▸ Task
Determine how many lines in the material hold the string "Some", then reply with that number only.

----- Given information -----

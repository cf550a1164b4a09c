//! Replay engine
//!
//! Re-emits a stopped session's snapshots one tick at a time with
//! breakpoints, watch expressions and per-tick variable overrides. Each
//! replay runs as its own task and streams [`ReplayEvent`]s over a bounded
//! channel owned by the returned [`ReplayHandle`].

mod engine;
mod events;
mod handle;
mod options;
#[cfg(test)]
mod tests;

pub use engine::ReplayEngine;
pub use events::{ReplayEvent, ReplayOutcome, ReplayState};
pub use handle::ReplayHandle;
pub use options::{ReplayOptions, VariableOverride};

-----
----- Given information -----

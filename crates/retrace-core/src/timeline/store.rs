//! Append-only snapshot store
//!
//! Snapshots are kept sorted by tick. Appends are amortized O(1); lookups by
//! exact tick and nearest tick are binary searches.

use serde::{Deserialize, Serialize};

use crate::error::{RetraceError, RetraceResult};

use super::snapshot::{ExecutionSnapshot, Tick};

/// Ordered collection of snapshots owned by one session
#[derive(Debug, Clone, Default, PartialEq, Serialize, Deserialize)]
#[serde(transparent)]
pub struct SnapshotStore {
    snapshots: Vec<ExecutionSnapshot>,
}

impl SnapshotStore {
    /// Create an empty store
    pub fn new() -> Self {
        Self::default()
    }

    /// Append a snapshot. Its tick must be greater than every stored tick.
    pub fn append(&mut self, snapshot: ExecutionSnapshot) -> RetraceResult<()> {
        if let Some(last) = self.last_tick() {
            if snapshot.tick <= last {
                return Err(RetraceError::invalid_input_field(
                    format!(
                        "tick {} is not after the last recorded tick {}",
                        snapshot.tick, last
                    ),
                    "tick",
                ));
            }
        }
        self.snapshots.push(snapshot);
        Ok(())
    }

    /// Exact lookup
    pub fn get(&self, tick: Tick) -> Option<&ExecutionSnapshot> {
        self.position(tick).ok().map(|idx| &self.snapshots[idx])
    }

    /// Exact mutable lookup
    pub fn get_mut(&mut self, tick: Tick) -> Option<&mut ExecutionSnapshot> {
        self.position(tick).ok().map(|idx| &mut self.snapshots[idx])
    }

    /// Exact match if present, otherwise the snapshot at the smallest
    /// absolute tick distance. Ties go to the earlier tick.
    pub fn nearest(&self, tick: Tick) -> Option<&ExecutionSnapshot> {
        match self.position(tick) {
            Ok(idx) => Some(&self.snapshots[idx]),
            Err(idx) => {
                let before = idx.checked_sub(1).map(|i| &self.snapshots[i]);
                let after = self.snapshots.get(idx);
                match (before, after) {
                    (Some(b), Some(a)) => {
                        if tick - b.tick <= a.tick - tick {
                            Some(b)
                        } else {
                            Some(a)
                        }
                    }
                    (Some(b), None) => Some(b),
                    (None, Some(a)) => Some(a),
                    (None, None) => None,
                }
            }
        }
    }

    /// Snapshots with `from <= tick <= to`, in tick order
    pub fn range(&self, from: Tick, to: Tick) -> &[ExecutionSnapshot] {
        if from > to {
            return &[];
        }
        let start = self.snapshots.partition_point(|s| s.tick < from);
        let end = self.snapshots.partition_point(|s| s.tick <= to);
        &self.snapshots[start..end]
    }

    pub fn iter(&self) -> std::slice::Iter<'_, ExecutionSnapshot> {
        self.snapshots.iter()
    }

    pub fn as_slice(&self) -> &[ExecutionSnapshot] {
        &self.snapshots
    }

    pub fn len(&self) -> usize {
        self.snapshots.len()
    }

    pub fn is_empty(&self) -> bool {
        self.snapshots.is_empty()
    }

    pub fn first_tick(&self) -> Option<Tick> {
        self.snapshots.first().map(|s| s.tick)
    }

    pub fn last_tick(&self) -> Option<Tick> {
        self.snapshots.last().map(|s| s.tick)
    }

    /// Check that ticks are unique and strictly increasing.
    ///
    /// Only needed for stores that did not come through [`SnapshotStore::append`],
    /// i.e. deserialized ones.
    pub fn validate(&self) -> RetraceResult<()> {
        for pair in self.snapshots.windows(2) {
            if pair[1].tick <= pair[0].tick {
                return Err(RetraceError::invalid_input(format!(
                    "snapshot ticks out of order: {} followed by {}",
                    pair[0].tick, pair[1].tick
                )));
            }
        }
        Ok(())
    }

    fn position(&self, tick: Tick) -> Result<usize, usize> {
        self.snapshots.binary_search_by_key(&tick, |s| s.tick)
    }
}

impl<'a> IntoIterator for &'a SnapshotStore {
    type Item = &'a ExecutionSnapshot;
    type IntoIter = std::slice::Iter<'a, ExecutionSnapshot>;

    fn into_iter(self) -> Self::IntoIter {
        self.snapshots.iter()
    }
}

-----

▸ Completed exercise
7